# Off-Topic Discussion > Artists' Corner > Art Design >  >  Sig request :/

## Iwannafly

I've posted it in a lot of places i know... But I can't find any active forums. The last sig that I can find that was made was 2 years ago... So I'll just make my request and wait a while. My request is as follows:

If you could do this for me it would be AMAZING! I need a signature but my computers broken so I can't make my own  :Sad: 

I want white fluffy clouds around me and I'm levitating inthe middle of them. There is a beautiful mountain range with the sun just setting. Then have my name "Iwannafly" on the bottom  :smiley: . Sorry for the lack of details I'm not good at describing and I'm a sketches so I'm not good with color. I want it pretty  :wink2: 

Then could you add my Motto "you can fall from the heavens, you can fall from trees, but the best way to fall is in love with me!" that's how I got my girlfriend <3!

For the spots I left out sorry new to this.

----------


## Kitties

I can give this a shot, if you want. ^^

----------


## Iwannafly

Ya that would be great  ::D: !

----------


## Kitties

Hmm, okay, this is what I've got...I haven't really tried a background like this before, and I dunno what you look like, so tell me what you think.

----------


## Iwannafly

I love it!!! Thanks so much! And if you really want i have brown hair hazel eyes and I wear white shirts with black shorts usually. If you don't want to change it I don't cre I think it's amazing!

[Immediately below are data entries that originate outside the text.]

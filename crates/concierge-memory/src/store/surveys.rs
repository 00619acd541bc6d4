//! Completed survey results.

use super::Store;
use async_trait::async_trait;
use chrono::{DateTime, Utc};
use concierge_core::{error::ConciergeError, phone::ConversationKey, traits::SurveyResults};
use serde::Serialize;
use uuid::Uuid;

/// One completed survey as persisted.
#[derive(Debug, Clone, PartialEq, Eq, Serialize)]
pub struct SurveyRecord {
    pub sender_key: String,
    pub completed_at: String,
    pub answers: Vec<String>,
}

impl SurveyRecord {
    /// Flat row form: key followed by the answers.
    pub fn to_row(&self) -> Vec<String> {
        std::iter::once(self.sender_key.clone())
            .chain(self.answers.iter().cloned())
            .collect()
    }
}

impl Store {
    /// Completed surveys, oldest first.
    pub async fn survey_records(&self) -> Result<Vec<SurveyRecord>, ConciergeError> {
        let rows: Vec<(String, String, String)> = sqlx::query_as(
            "SELECT sender_key, completed_at, answers FROM survey_results \
             ORDER BY completed_at, rowid",
        )
        .fetch_all(&self.pool)
        .await
        .map_err(|e| ConciergeError::Store(format!("survey records failed: {e}")))?;

        rows.into_iter()
            .map(|(sender_key, completed_at, answers)| -> Result<SurveyRecord, ConciergeError> {
                let answers: Vec<String> = serde_json::from_str(&answers)?;
                Ok(SurveyRecord {
                    sender_key,
                    completed_at,
                    answers,
                })
            })
            .collect()
    }
}

#[async_trait]
impl SurveyResults for Store {
    async fn append(
        &self,
        key: &ConversationKey,
        completed_at: DateTime<Utc>,
        answers: &[String],
    ) -> Result<(), ConciergeError> {
        let answers = serde_json::to_string(answers)?;
        sqlx::query(
            "INSERT INTO survey_results (id, sender_key, completed_at, answers) VALUES (?, ?, ?, ?)",
        )
        .bind(Uuid::new_v4().to_string())
        .bind(key.as_str())
        .bind(completed_at.to_rfc3339())
        .bind(answers)
        .execute(&self.pool)
        .await
        .map_err(|e| ConciergeError::Store(format!("survey append failed: {e}")))?;
        Ok(())
    }
}
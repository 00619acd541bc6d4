//! Default values for every `#[serde(default = "...")]` field.

pub(super) fn default_true() -> bool {
    true
}

pub(super) fn default_name() -> String {
    "Concierge".to_string()
}

pub(super) fn default_data_dir() -> String {
    "~/.concierge".to_string()
}

pub(super) fn default_log_level() -> String {
    "info".to_string()
}

pub(super) fn default_country_code() -> String {
    "56".to_string()
}

pub(super) fn default_local_length() -> usize {
    9
}

pub(super) fn default_db_path() -> String {
    "~/.concierge/data/concierge.db".to_string()
}

pub(super) fn default_bridge_url() -> String {
    "http://127.0.0.1:3000".to_string()
}

pub(super) fn default_whisper_url() -> String {
    "https://api.openai.com/v1".to_string()
}

pub(super) fn default_whisper_model() -> String {
    "whisper-1".to_string()
}

pub(super) fn default_provider_url() -> String {
    "https://api.openai.com/v1".to_string()
}

pub(super) fn default_provider_model() -> String {
    "gpt-4o-mini".to_string()
}

pub(super) fn default_system_prompt() -> String {
    "Eres el asistente de atención de la tienda. Responde en español, \
     de forma breve y amable."
        .to_string()
}

pub(super) fn default_fallback_reply() -> String {
    "Gracias por tu mensaje. En breve te responderemos.".to_string()
}

pub(super) fn default_wait_ms() -> u64 {
    2_500
}

pub(super) fn default_max_wait_ms() -> u64 {
    10_000
}

pub(super) fn default_trigger_phrases() -> Vec<String> {
    [
        "hablar con un agente",
        "hablar con una persona",
        "hablar con un humano",
        "agente humano",
        "ejecutivo",
    ]
    .iter()
    .map(|s| s.to_string())
    .collect()
}

pub(super) fn default_pause_minutes() -> i64 {
    30
}

pub(super) fn default_ack_message() -> String {
    "Te comunicaremos con una persona de nuestro equipo. \
     Te responderemos a la brevedad."
        .to_string()
}

pub(super) fn default_admin_template() -> String {
    "Solicitud de atención humana de {phone}: \"{message}\"".to_string()
}

pub(super) fn default_survey_keyword() -> String {
    "encuesta".to_string()
}

pub(super) fn default_welcome_message() -> String {
    "¡Gracias por participar en nuestra encuesta!".to_string()
}

pub(super) fn default_thank_you_message() -> String {
    "¡Gracias por tus respuestas! Las tendremos en cuenta.".to_string()
}

pub(super) fn default_poll_interval() -> u64 {
    60
}

pub(super) fn default_active_start_hour() -> u32 {
    6
}

pub(super) fn default_active_end_hour() -> u32 {
    22
}

pub(super) fn default_max_daily_messages() -> u32 {
    200
}

pub(super) fn default_min_delay_ms() -> u64 {
    5_000
}

pub(super) fn default_max_delay_ms() -> u64 {
    15_000
}

pub(super) fn default_api_host() -> String {
    "127.0.0.1".to_string()
}

pub(super) fn default_api_port() -> u16 {
    3080
}
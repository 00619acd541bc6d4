//! Conversation-mode settings: handoff and survey.
//!
//! Both sections have defaults in `config.toml` and can be overridden at
//! runtime by key/value rows from a [`crate::traits::ConfigSource`].

use serde::{Deserialize, Serialize};
use tracing::warn;

use crate::error::ConciergeError;

use super::defaults::*;

/// Longest allowed handoff pause: 30 days.
pub const MAX_PAUSE_MINUTES: i64 = 30 * 24 * 60;

/// Human handoff configuration.
#[derive(Debug, Clone, Serialize, Deserialize)]
pub struct HandoffConfig {
    #[serde(default = "default_true")]
    pub enabled: bool,
    /// Phrases that request a human. Matched case-insensitively as substrings.
    #[serde(default = "default_trigger_phrases")]
    pub trigger_phrases: Vec<String>,
    /// How long automation stays silent after a handoff.
    #[serde(default = "default_pause_minutes")]
    pub pause_minutes: i64,
    /// Phone that receives handoff alerts. Empty = no alert.
    #[serde(default)]
    pub admin_phone: String,
    /// Fixed reply sent to the customer.
    #[serde(default = "default_ack_message")]
    pub ack_message: String,
    /// Alert template; `{phone}` and `{message}` are substituted.
    #[serde(default = "default_admin_template")]
    pub admin_template: String,
}

impl Default for HandoffConfig {
    fn default() -> Self {
        Self {
            enabled: true,
            trigger_phrases: default_trigger_phrases(),
            pause_minutes: default_pause_minutes(),
            admin_phone: String::new(),
            ack_message: default_ack_message(),
            admin_template: default_admin_template(),
        }
    }
}

impl HandoffConfig {
    /// Overlay key/value rows. Unknown keys and bad values are logged and
    /// leave the current value in place.
    pub fn apply_overrides(&mut self, pairs: &[(String, String)]) {
        for (key, value) in pairs {
            let value = value.trim();
            match key.trim().to_lowercase().as_str() {
                "enabled" => set_bool(&mut self.enabled, key, value),
                "trigger_phrases" => self.trigger_phrases = split_list(value),
                "pause_minutes" => match value.parse::<i64>() {
                    Ok(n) if (1..=MAX_PAUSE_MINUTES).contains(&n) => self.pause_minutes = n,
                    _ => warn!(
                        "handoff setting pause_minutes: '{value}' is not within 1..={MAX_PAUSE_MINUTES}"
                    ),
                },
                "admin_phone" => self.admin_phone = value.to_string(),
                "ack_message" => self.ack_message = value.to_string(),
                "admin_template" => self.admin_template = value.to_string(),
                other => warn!("handoff setting: unknown key '{other}'"),
            }
        }
    }

    pub(super) fn validate(&self) -> Result<(), ConciergeError> {
        if !(1..=MAX_PAUSE_MINUTES).contains(&self.pause_minutes) {
            return Err(ConciergeError::Config(format!(
                "handoff pause_minutes ({}) must be within 1..={MAX_PAUSE_MINUTES}",
                self.pause_minutes
            )));
        }
        Ok(())
    }

    /// Whether `text` asks for a human.
    pub fn matches(&self, text: &str) -> bool {
        let lower = text.to_lowercase();
        self.trigger_phrases
            .iter()
            .map(|p| p.trim().to_lowercase())
            .any(|p| !p.is_empty() && lower.contains(&p))
    }

    /// Render the admin alert.
    pub fn render_alert(&self, phone: &str, message: &str) -> String {
        self.admin_template
            .replace("{phone}", phone)
            .replace("{message}", message)
    }
}

/// Survey configuration.
#[derive(Debug, Clone, Serialize, Deserialize)]
pub struct SurveyConfig {
    #[serde(default = "default_true")]
    pub enabled: bool,
    /// Exact (trimmed, case-insensitive) text that starts a survey.
    #[serde(default = "default_survey_keyword")]
    pub keyword: String,
    #[serde(default = "default_welcome_message")]
    pub welcome_message: String,
    #[serde(default = "default_thank_you_message")]
    pub thank_you_message: String,
    /// Fallback questions when the config source has none.
    #[serde(default)]
    pub questions: Vec<String>,
}

impl Default for SurveyConfig {
    fn default() -> Self {
        Self {
            enabled: true,
            keyword: default_survey_keyword(),
            welcome_message: default_welcome_message(),
            thank_you_message: default_thank_you_message(),
            questions: Vec::new(),
        }
    }
}

impl SurveyConfig {
    pub fn apply_overrides(&mut self, pairs: &[(String, String)]) {
        for (key, value) in pairs {
            let value = value.trim();
            match key.trim().to_lowercase().as_str() {
                "enabled" => set_bool(&mut self.enabled, key, value),
                "keyword" => self.keyword = value.to_string(),
                "welcome_message" => self.welcome_message = value.to_string(),
                "thank_you_message" => self.thank_you_message = value.to_string(),
                other => warn!("survey setting: unknown key '{other}'"),
            }
        }
    }

    /// Whether `text` is the survey trigger.
    pub fn is_trigger(&self, text: &str) -> bool {
        let keyword = self.keyword.trim();
        !keyword.is_empty() && text.trim().to_lowercase() == keyword.to_lowercase()
    }
}

fn set_bool(slot: &mut bool, key: &str, value: &str) {
    match value.to_lowercase().as_str() {
        "true" | "1" | "yes" | "si" | "sí" => *slot = true,
        "false" | "0" | "no" => *slot = false,
        _ => warn!("setting {key}: expected a boolean, got '{value}'"),
    }
}

/// Split a comma- or newline-separated list, dropping blanks.
fn split_list(value: &str) -> Vec<String> {
    value
        .split([',', '\n'])
        .map(str::trim)
        .filter(|s| !s.is_empty())
        .map(str::to_string)
        .collect()
}
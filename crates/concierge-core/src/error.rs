use thiserror::Error;

/// Top-level error type for Concierge.
#[derive(Debug, Error)]
pub enum ConciergeError {
    /// Error from the messaging channel (delivery or inbound stream).
    #[error("channel error: {0}")]
    Channel(String),

    /// Error from a responder or generative provider.
    #[error("provider error: {0}")]
    Provider(String),

    /// Configuration error.
    #[error("config error: {0}")]
    Config(String),

    /// Storage error (block list, backlog, survey results, settings).
    #[error("store error: {0}")]
    Store(String),

    /// Speech-to-text failure.
    #[error("transcription error: {0}")]
    Transcription(String),

    /// I/O error.
    #[error("io error: {0}")]
    Io(#[from] std::io::Error),

    /// Serialization error.
    #[error("serialization error: {0}")]
    Serialization(#[from] serde_json::Error),
}
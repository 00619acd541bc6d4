mod defaults;
mod modes;


pub use modes::*;

use serde::{Deserialize, Serialize};
use std::path::Path;

use crate::error::ConciergeError;
use defaults::*;

/// Top-level Concierge configuration.
#[derive(Debug, Clone, Default, Serialize, Deserialize)]
pub struct Config {
    #[serde(default)]
    pub concierge: GeneralConfig,
    #[serde(default)]
    pub phone: PhoneConfig,
    #[serde(default)]
    pub channel: ChannelConfig,
    #[serde(default)]
    pub whisper: WhisperConfig,
    #[serde(default)]
    pub memory: MemoryConfig,
    #[serde(default)]
    pub provider: ProviderConfig,
    #[serde(default)]
    pub debounce: DebounceConfig,
    #[serde(default)]
    pub handoff: HandoffConfig,
    #[serde(default)]
    pub survey: SurveyConfig,
    #[serde(default)]
    pub dispatch: DispatchConfig,
    #[serde(default)]
    pub api: ApiConfig,
}

/// General settings.
#[derive(Debug, Clone, Serialize, Deserialize)]
pub struct GeneralConfig {
    #[serde(default = "default_name")]
    pub name: String,
    #[serde(default = "default_data_dir")]
    pub data_dir: String,
    #[serde(default = "default_log_level")]
    pub log_level: String,
}

impl Default for GeneralConfig {
    fn default() -> Self {
        Self {
            name: default_name(),
            data_dir: default_data_dir(),
            log_level: default_log_level(),
        }
    }
}

/// How sender IDs become conversation keys.
#[derive(Debug, Clone, Serialize, Deserialize)]
pub struct PhoneConfig {
    /// Prefixed onto bare local numbers. Empty disables prefixing.
    #[serde(default = "default_country_code")]
    pub default_country_code: String,
    /// Digit count of a local number without country code.
    #[serde(default = "default_local_length")]
    pub local_length: usize,
}

impl Default for PhoneConfig {
    fn default() -> Self {
        Self {
            default_country_code: default_country_code(),
            local_length: default_local_length(),
        }
    }
}

/// Channel configuration.
#[derive(Debug, Clone, Serialize, Deserialize, Default)]
pub struct ChannelConfig {
    pub bridge: Option<BridgeConfig>,
}

/// HTTP bridge to the external messaging transport.
///
/// Deliveries are POSTed to `{url}/send`; inbound events arrive on the
/// API's `/api/inbound` route.
#[derive(Debug, Clone, Serialize, Deserialize)]
pub struct BridgeConfig {
    #[serde(default)]
    pub enabled: bool,
    #[serde(default = "default_bridge_url")]
    pub url: String,
    /// Bearer token for the bridge. Empty = no auth header.
    #[serde(default)]
    pub token: String,
    /// Skip group chats entirely.
    #[serde(default = "default_true")]
    pub ignore_groups: bool,
}

impl Default for BridgeConfig {
    fn default() -> Self {
        Self {
            enabled: false,
            url: default_bridge_url(),
            token: String::new(),
            ignore_groups: true,
        }
    }
}

/// Voice-note transcription. Presence of `api_key` = voice enabled.
#[derive(Debug, Clone, Serialize, Deserialize)]
pub struct WhisperConfig {
    #[serde(default)]
    pub api_key: Option<String>,
    #[serde(default = "default_whisper_url")]
    pub base_url: String,
    #[serde(default = "default_whisper_model")]
    pub model: String,
}

impl Default for WhisperConfig {
    fn default() -> Self {
        Self {
            api_key: None,
            base_url: default_whisper_url(),
            model: default_whisper_model(),
        }
    }
}

/// Storage config.
#[derive(Debug, Clone, Serialize, Deserialize)]
pub struct MemoryConfig {
    #[serde(default = "default_db_path")]
    pub db_path: String,
}

impl Default for MemoryConfig {
    fn default() -> Self {
        Self {
            db_path: default_db_path(),
        }
    }
}

/// Generative fallback (OpenAI-compatible chat completions).
#[derive(Debug, Clone, Serialize, Deserialize)]
pub struct ProviderConfig {
    #[serde(default)]
    pub enabled: bool,
    #[serde(default = "default_provider_url")]
    pub base_url: String,
    #[serde(default)]
    pub api_key: String,
    #[serde(default = "default_provider_model")]
    pub model: String,
    #[serde(default = "default_system_prompt")]
    pub system_prompt: String,
    /// Sent when no keyword rule matches and the generative call fails
    /// or is disabled.
    #[serde(default = "default_fallback_reply")]
    pub fallback_reply: String,
}

impl Default for ProviderConfig {
    fn default() -> Self {
        Self {
            enabled: false,
            base_url: default_provider_url(),
            api_key: String::new(),
            model: default_provider_model(),
            system_prompt: default_system_prompt(),
            fallback_reply: default_fallback_reply(),
        }
    }
}

/// Fragment coalescing windows.
#[derive(Debug, Clone, Serialize, Deserialize)]
pub struct DebounceConfig {
    /// Quiet period after the latest fragment.
    #[serde(default = "default_wait_ms")]
    pub wait_ms: u64,
    /// Ceiling measured from the first fragment.
    #[serde(default = "default_max_wait_ms")]
    pub max_wait_ms: u64,
}

impl Default for DebounceConfig {
    fn default() -> Self {
        Self {
            wait_ms: default_wait_ms(),
            max_wait_ms: default_max_wait_ms(),
        }
    }
}

/// Scheduled backlog dispatch -- paced to stay under transport abuse limits.
#[derive(Debug, Clone, Serialize, Deserialize)]
pub struct DispatchConfig {
    #[serde(default = "default_true")]
    pub enabled: bool,
    #[serde(default = "default_poll_interval")]
    pub poll_interval_secs: u64,
    /// First hour (inclusive, 0-23) sends are allowed.
    #[serde(default = "default_active_start_hour")]
    pub active_start_hour: u32,
    /// Hour (exclusive, 1-24) sends stop.
    #[serde(default = "default_active_end_hour")]
    pub active_end_hour: u32,
    #[serde(default = "default_max_daily_messages")]
    pub max_daily_messages: u32,
    #[serde(default = "default_min_delay_ms")]
    pub min_delay_ms: u64,
    #[serde(default = "default_max_delay_ms")]
    pub max_delay_ms: u64,
}

impl Default for DispatchConfig {
    fn default() -> Self {
        Self {
            enabled: true,
            poll_interval_secs: default_poll_interval(),
            active_start_hour: default_active_start_hour(),
            active_end_hour: default_active_end_hour(),
            max_daily_messages: default_max_daily_messages(),
            min_delay_ms: default_min_delay_ms(),
            max_delay_ms: default_max_delay_ms(),
        }
    }
}

impl DispatchConfig {
    /// Whether `hour` falls inside the send window. A start after the end
    /// wraps midnight (e.g. 22 → 6).
    pub fn hour_allowed(&self, hour: u32) -> bool {
        let (start, end) = (self.active_start_hour, self.active_end_hour);
        if start <= end {
            hour >= start && hour < end
        } else {
            hour >= start || hour < end
        }
    }

    fn validate(&self) -> Result<(), ConciergeError> {
        if self.active_start_hour > 23 || self.active_end_hour > 24 {
            return Err(ConciergeError::Config(format!(
                "dispatch window {}-{} is not a valid hour range",
                self.active_start_hour, self.active_end_hour
            )));
        }
        if self.min_delay_ms > self.max_delay_ms {
            return Err(ConciergeError::Config(format!(
                "dispatch min_delay_ms ({}) exceeds max_delay_ms ({})",
                self.min_delay_ms, self.max_delay_ms
            )));
        }
        if self.poll_interval_secs == 0 {
            return Err(ConciergeError::Config(
                "dispatch poll_interval_secs must be positive".into(),
            ));
        }
        Ok(())
    }
}

/// HTTP API configuration -- operator endpoints and the bridge webhook.
#[derive(Debug, Clone, Serialize, Deserialize)]
pub struct ApiConfig {
    #[serde(default = "default_true")]
    pub enabled: bool,
    #[serde(default = "default_api_host")]
    pub host: String,
    #[serde(default = "default_api_port")]
    pub port: u16,
    /// Bearer token for API authentication. Empty = no auth (for local-only use).
    #[serde(default)]
    pub api_key: String,
}

impl Default for ApiConfig {
    fn default() -> Self {
        Self {
            enabled: true,
            host: default_api_host(),
            port: default_api_port(),
            api_key: String::new(),
        }
    }
}

/// Expand `~` to home directory.
pub fn shellexpand(path: &str) -> String {
    if let Some(rest) = path.strip_prefix("~/") {
        if let Some(home) = std::env::var_os("HOME") {
            return format!("{}/{rest}", home.to_string_lossy());
        }
    }
    path.to_string()
}

/// Load configuration from a TOML file.
///
/// Falls back to defaults if the file does not exist.
pub fn load(path: &str) -> Result<Config, ConciergeError> {
    let path = Path::new(path);
    if !path.exists() {
        tracing::info!(
            "Config file not found at {}, using defaults",
            path.display()
        );
        return Ok(Config::default());
    }

    let content = std::fs::read_to_string(path)
        .map_err(|e| ConciergeError::Config(format!("failed to read {}: {}", path.display(), e)))?;

    let config: Config = toml::from_str(&content)
        .map_err(|e| ConciergeError::Config(format!("failed to parse config: {}", e)))?;

    config.dispatch.validate()?;
    config.handoff.validate()?;
    if config.debounce.wait_ms == 0 || config.debounce.max_wait_ms < config.debounce.wait_ms {
        return Err(ConciergeError::Config(format!(
            "debounce windows invalid: wait_ms={} max_wait_ms={}",
            config.debounce.wait_ms, config.debounce.max_wait_ms
        )));
    }

    Ok(config)
}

If you could, could you upload it to an image sharing website cuz my computer is broken and I can't upload from my ipod..

Nvm borrowing my sisters

----------


## Kitties

I'm glad you like it c: feel free to use wherever. If the silhouette resembles you, I think it'd look better to leave it, haha. It's just on imageshack right now, up to you whether you wanna reupload it elsewhere or not.

----------